- Work order -
The answer should contain every entry below, copied exactly.

(Stored items)
- Opening Delimiter -
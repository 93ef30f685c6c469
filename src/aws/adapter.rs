//! AWS adapter.

use std::sync::{Arc, RwLock};

use crate::adapter::{check_provider, CloudAdapter};
use crate::capability::{BlobStorage, CapabilityError, NoSqlTable, PubSub, Queue, Result};
use crate::config::{CloudConfig, CloudProvider};
use crate::emulator::localstack::shared_localstack;
use crate::emulator::EmulatorHolder;
use crate::registry::AdapterRegistration;

use super::{AwsClients, DynamoTable, KeySchemaCache, S3BlobStorage, SnsPubSub, SqsQueue};

/// Supplies S3, SQS, SNS and DynamoDB capabilities.
pub struct AwsCloudAdapter {
    emulator: Arc<EmulatorHolder>,
    schemas: Arc<KeySchemaCache>,
    clients: RwLock<Option<Arc<AwsClients>>>,
}

impl AwsCloudAdapter {
    /// Adapter using the process-wide LocalStack holder and schema cache.
    pub fn new() -> Self {
        Self::with_shared_state(shared_localstack(), KeySchemaCache::global())
    }

    pub fn with_shared_state(emulator: Arc<EmulatorHolder>, schemas: Arc<KeySchemaCache>) -> Self {
        Self {
            emulator,
            schemas,
            clients: RwLock::new(None),
        }
    }

    fn clients(&self) -> Result<Arc<AwsClients>> {
        let guard = self.clients.read().unwrap_or_else(|e| e.into_inner());
        guard.clone().ok_or(CapabilityError::NotInitialized)
    }
}

impl Default for AwsCloudAdapter {
    fn default() -> Self {
        Self::new()
    }
}

impl CloudAdapter for AwsCloudAdapter {
    fn provider(&self) -> CloudProvider {
        CloudProvider::Aws
    }

    fn initialize(&self, config: CloudConfig) -> Result<()> {
        check_provider(CloudProvider::Aws, &config)?;
        tracing::debug!(mode = %config.mode(), region = %config.region_or_default(), "Initializing AWS adapter");

        let clients = Arc::new(AwsClients::new(config, self.emulator.clone()));
        *self.clients.write().unwrap_or_else(|e| e.into_inner()) = Some(clients);
        Ok(())
    }

    fn blob_storage(&self) -> Result<Option<Arc<dyn BlobStorage>>> {
        let blobs: Arc<dyn BlobStorage> = Arc::new(S3BlobStorage::new(self.clients()?));
        Ok(Some(blobs))
    }

    fn queue(&self) -> Result<Option<Arc<dyn Queue>>> {
        let queue: Arc<dyn Queue> = Arc::new(SqsQueue::new(self.clients()?));
        Ok(Some(queue))
    }

    fn pub_sub(&self) -> Result<Option<Arc<dyn PubSub>>> {
        let pubsub: Arc<dyn PubSub> = Arc::new(SnsPubSub::new(self.clients()?));
        Ok(Some(pubsub))
    }

    fn no_sql_table(&self) -> Result<Option<Arc<dyn NoSqlTable>>> {
        let tables: Arc<dyn NoSqlTable> =
            Arc::new(DynamoTable::new(self.clients()?, self.schemas.clone()));
        Ok(Some(tables))
    }
}

fn create_aws_adapter() -> Arc<dyn CloudAdapter> {
    Arc::new(AwsCloudAdapter::new())
}

inventory::submit! {
    AdapterRegistration {
        provider: CloudProvider::Aws,
        factory: create_aws_adapter,
    }
}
- Closing Delimiter -
- Completed exercise -
repository 93ef30f685c6c469
filename src/aws/adapter.rs
//! AWS adapter.

use std::sync::{Arc, RwLock};

use crate::adapter::{check_provider, CloudAdapter};
use crate::capability::{BlobStorage, CapabilityError, NoSqlTable, PubSub, Queue, Result};
use crate::config::{CloudConfig, CloudProvider};
use crate::emulator::localstack::shared_localstack;
use crate::emulator::EmulatorHolder;
use crate::registry::AdapterRegistration;

use super::{AwsClients, DynamoTable, KeySchemaCache, S3BlobStorage, SnsPubSub, SqsQueue};

/// Supplies S3, SQS, SNS and DynamoDB capabilities.
pub struct AwsCloudAdapter {
    emulator: Arc<EmulatorHolder>,
    schemas: Arc<KeySchemaCache>,
    clients: RwLock<Option<Arc<AwsClients>>>,
}

impl AwsCloudAdapter {
    /// Adapter using the process-wide LocalStack holder and schema cache.
    pub fn new() -> Self {
        Self::with_shared_state(shared_localstack(), KeySchemaCache::global())
    }

    pub fn with_shared_state(emulator: Arc<EmulatorHolder>, schemas: Arc<KeySchemaCache>) -> Self {
        Self {
            emulator,
            schemas,
            clients: RwLock::new(None),
        }
    }

    fn clients(&self) -> Result<Arc<AwsClients>> {
        let guard = self.clients.read().unwrap_or_else(|e| e.into_inner());
        guard.clone().ok_or(CapabilityError::NotInitialized)
    }
}

impl Default for AwsCloudAdapter {
    fn default() -> Self {
        Self::new()
    }
}

impl CloudAdapter for AwsCloudAdapter {
    fn provider(&self) -> CloudProvider {
        CloudProvider::Aws
    }

    fn initialize(&self, config: CloudConfig) -> Result<()> {
        check_provider(CloudProvider::Aws, &config)?;
        tracing::debug!(mode = %config.mode(), region = %config.region_or_default(), "Initializing AWS adapter");

        let clients = Arc::new(AwsClients::new(config, self.emulator.clone()));
        *self.clients.write().unwrap_or_else(|e| e.into_inner()) = Some(clients);
        Ok(())
    }

    fn blob_storage(&self) -> Result<Option<Arc<dyn BlobStorage>>> {
        let blobs: Arc<dyn BlobStorage> = Arc::new(S3BlobStorage::new(self.clients()?));
        Ok(Some(blobs))
    }

    fn queue(&self) -> Result<Option<Arc<dyn Queue>>> {
        let queue: Arc<dyn Queue> = Arc::new(SqsQueue::new(self.clients()?));
        Ok(Some(queue))
    }

    fn pub_sub(&self) -> Result<Option<Arc<dyn PubSub>>> {
        let pubsub: Arc<dyn PubSub> = Arc::new(SnsPubSub::new(self.clients()?));
        Ok(Some(pubsub))
    }

    fn no_sql_table(&self) -> Result<Option<Arc<dyn NoSqlTable>>> {
        let tables: Arc<dyn NoSqlTable> =
            Arc::new(DynamoTable::new(self.clients()?, self.schemas.clone()));
        Ok(Some(tables))
    }
}

fn create_aws_adapter() -> Arc<dyn CloudAdapter> {
    Arc::new(AwsCloudAdapter::new())
}

inventory::submit! {
    AdapterRegistration {
        provider: CloudProvider::Aws,
        factory: create_aws_adapter,
    }
}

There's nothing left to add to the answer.